Filter the records below and copy every line containing the word "chrono".

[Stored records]
···

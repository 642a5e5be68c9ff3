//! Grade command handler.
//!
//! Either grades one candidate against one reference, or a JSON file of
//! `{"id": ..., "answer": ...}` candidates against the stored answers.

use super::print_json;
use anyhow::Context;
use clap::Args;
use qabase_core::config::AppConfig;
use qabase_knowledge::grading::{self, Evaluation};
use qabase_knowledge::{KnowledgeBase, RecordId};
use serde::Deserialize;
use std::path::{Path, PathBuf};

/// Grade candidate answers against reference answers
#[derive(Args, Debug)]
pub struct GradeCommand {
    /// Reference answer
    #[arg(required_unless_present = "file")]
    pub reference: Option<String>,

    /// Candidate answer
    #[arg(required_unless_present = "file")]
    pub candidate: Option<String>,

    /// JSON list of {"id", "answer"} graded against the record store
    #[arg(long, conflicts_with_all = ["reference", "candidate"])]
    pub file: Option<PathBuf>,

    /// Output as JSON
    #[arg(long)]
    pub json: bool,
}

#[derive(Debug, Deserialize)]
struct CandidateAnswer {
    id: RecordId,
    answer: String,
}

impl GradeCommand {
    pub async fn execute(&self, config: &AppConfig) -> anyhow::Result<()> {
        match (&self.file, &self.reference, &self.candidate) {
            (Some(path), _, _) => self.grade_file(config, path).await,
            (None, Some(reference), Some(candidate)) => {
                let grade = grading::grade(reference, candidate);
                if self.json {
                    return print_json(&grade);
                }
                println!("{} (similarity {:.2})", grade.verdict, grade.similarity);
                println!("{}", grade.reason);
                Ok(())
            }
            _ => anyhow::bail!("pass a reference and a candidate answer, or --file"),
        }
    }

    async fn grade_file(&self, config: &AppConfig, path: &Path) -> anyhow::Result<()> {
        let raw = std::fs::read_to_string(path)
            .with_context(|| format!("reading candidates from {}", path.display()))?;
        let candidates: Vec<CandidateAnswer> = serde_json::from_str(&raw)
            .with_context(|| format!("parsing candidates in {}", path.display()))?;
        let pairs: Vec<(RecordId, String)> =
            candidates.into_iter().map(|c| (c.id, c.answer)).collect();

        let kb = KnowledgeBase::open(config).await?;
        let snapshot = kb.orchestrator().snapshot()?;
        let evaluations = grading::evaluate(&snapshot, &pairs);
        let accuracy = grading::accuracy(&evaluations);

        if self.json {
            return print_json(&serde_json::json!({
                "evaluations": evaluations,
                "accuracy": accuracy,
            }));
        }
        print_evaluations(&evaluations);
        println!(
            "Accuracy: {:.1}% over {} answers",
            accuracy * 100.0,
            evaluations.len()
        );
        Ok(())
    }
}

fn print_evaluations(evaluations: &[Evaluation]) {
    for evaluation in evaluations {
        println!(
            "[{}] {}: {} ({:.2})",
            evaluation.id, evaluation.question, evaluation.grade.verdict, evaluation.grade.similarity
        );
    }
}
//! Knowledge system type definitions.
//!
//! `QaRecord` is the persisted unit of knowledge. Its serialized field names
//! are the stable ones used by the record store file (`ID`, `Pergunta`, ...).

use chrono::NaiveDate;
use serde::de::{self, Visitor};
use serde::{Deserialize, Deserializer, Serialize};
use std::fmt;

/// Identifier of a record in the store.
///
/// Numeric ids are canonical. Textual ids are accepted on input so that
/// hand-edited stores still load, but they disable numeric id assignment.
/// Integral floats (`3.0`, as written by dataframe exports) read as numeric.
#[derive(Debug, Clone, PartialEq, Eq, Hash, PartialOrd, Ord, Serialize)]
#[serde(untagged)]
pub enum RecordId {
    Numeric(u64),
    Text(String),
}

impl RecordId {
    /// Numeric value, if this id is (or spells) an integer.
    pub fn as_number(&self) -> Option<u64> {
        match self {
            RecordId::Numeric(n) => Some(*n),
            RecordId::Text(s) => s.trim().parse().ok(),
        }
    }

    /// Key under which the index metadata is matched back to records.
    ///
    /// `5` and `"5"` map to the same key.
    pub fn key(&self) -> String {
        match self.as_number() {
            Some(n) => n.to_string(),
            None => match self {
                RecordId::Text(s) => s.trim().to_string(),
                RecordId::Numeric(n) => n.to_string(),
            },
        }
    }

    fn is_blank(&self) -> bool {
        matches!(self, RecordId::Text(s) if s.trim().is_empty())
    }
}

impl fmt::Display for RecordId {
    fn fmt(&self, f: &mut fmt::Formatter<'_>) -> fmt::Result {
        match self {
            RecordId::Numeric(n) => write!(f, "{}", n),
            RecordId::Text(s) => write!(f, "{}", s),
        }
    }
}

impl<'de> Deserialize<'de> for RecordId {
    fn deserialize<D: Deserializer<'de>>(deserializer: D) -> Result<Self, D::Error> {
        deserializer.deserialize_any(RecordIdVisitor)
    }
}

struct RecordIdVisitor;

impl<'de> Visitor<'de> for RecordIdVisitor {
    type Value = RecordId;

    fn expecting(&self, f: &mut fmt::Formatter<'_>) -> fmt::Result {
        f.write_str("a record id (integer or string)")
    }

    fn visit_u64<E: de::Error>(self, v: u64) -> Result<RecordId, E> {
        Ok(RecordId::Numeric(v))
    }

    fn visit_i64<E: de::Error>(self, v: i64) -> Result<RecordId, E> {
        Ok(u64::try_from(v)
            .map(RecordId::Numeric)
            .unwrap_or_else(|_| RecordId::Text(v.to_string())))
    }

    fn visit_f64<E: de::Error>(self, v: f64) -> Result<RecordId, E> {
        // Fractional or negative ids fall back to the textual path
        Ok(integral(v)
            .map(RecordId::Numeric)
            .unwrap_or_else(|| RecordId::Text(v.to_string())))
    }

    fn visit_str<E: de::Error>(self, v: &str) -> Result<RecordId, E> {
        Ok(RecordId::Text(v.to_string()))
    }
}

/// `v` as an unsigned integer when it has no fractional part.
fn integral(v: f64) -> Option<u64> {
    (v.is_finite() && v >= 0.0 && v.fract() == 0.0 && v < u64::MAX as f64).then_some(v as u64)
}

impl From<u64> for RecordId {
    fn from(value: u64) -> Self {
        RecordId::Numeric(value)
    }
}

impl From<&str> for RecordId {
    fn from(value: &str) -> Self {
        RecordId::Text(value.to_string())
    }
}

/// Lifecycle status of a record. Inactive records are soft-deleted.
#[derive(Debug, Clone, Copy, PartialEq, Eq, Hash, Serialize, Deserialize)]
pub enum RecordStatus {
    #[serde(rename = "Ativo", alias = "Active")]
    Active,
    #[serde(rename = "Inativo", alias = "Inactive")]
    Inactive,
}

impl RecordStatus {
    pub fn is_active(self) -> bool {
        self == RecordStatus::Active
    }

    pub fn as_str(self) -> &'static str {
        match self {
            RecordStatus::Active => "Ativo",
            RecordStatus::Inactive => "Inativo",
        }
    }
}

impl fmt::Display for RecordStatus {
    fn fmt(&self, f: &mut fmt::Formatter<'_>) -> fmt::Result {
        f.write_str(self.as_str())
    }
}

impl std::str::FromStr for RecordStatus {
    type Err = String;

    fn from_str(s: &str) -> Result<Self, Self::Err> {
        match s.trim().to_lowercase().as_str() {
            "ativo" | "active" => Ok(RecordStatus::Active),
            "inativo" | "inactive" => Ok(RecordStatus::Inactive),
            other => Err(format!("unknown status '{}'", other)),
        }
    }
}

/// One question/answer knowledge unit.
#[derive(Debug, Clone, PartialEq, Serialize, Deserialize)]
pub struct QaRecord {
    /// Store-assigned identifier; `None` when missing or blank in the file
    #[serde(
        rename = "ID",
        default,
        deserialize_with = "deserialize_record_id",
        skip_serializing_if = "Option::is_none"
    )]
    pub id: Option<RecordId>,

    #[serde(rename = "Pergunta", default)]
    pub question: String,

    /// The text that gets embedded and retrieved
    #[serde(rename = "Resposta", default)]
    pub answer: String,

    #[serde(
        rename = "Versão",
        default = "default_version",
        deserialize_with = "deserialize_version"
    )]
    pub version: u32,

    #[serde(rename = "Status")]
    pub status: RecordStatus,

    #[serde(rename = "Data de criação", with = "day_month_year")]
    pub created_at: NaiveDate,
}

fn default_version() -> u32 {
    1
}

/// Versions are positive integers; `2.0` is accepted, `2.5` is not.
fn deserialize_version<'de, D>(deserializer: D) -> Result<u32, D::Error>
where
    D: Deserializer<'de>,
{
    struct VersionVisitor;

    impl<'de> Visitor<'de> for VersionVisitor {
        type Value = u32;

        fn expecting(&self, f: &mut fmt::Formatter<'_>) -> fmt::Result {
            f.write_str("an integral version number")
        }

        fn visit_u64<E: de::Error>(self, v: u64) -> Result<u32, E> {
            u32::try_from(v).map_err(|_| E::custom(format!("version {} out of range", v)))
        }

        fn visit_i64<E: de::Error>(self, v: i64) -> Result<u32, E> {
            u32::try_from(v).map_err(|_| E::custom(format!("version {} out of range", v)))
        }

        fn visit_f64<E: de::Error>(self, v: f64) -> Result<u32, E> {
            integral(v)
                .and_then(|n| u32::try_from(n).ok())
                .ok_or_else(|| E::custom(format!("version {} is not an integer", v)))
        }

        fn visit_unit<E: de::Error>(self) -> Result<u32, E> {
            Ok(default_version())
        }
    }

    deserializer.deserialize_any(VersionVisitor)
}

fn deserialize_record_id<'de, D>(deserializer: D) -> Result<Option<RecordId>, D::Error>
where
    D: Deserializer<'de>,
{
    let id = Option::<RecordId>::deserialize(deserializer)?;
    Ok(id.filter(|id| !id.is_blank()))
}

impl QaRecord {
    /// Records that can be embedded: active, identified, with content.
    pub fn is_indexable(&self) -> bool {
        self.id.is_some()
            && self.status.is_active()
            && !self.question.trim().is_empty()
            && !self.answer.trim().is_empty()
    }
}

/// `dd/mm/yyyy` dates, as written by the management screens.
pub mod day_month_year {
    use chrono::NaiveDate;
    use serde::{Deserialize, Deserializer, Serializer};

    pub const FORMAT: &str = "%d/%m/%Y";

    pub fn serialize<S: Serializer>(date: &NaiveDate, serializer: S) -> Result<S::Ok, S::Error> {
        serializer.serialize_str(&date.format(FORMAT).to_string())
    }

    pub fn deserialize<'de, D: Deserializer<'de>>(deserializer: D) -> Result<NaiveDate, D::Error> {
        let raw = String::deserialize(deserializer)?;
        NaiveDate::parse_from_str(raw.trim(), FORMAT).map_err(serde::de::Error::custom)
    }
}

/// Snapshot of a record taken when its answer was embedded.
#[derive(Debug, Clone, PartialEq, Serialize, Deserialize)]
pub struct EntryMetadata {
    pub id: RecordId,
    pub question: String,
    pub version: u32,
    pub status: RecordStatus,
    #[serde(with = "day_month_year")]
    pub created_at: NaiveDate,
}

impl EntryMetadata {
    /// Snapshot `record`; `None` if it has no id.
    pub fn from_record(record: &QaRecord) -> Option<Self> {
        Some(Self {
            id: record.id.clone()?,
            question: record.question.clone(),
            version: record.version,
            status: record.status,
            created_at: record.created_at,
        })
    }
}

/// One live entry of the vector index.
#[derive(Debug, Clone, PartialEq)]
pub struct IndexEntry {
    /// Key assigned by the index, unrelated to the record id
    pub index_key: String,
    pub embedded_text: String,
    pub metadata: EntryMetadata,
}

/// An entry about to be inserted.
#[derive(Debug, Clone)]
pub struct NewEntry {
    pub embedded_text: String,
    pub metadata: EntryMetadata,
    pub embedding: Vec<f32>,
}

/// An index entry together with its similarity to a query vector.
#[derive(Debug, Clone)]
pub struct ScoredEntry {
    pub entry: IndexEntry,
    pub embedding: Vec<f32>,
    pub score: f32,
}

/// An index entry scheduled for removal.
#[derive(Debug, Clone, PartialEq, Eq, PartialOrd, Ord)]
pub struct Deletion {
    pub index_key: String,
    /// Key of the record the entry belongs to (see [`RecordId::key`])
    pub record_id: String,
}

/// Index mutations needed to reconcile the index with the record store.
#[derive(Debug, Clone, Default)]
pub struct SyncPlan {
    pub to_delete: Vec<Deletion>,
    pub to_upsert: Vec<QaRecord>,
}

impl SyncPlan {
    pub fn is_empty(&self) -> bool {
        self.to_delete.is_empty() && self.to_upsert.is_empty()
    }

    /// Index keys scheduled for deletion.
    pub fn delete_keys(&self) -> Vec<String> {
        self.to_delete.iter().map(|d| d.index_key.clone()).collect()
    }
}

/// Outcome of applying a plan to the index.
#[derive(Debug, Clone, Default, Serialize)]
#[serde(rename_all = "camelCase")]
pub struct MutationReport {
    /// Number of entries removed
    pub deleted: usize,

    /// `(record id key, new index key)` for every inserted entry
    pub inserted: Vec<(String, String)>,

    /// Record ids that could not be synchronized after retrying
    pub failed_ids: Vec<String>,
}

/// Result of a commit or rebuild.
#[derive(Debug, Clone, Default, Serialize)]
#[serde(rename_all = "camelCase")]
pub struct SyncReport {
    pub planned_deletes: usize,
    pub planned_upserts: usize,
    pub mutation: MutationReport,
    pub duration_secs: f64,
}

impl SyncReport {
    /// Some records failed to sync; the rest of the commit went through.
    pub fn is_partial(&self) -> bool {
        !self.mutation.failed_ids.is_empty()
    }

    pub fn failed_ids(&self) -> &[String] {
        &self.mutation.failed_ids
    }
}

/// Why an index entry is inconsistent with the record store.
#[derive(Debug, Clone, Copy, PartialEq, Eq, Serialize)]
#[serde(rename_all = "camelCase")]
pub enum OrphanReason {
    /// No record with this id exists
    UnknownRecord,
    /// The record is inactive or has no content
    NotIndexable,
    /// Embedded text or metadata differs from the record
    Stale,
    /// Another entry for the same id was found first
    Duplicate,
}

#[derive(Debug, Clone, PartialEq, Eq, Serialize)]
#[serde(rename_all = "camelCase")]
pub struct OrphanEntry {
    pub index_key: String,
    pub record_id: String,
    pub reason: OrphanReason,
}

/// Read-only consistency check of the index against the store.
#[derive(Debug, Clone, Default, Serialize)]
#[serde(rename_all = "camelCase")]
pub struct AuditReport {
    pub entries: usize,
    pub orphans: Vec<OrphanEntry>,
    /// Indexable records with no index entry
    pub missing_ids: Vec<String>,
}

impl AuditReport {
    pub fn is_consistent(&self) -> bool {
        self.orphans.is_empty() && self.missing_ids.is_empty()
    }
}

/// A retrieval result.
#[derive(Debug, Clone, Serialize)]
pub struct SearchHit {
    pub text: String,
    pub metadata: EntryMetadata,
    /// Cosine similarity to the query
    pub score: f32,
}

···

- **THE COMPLETED TASK**
use chrono::NaiveDate;
    use chrono::NaiveDate;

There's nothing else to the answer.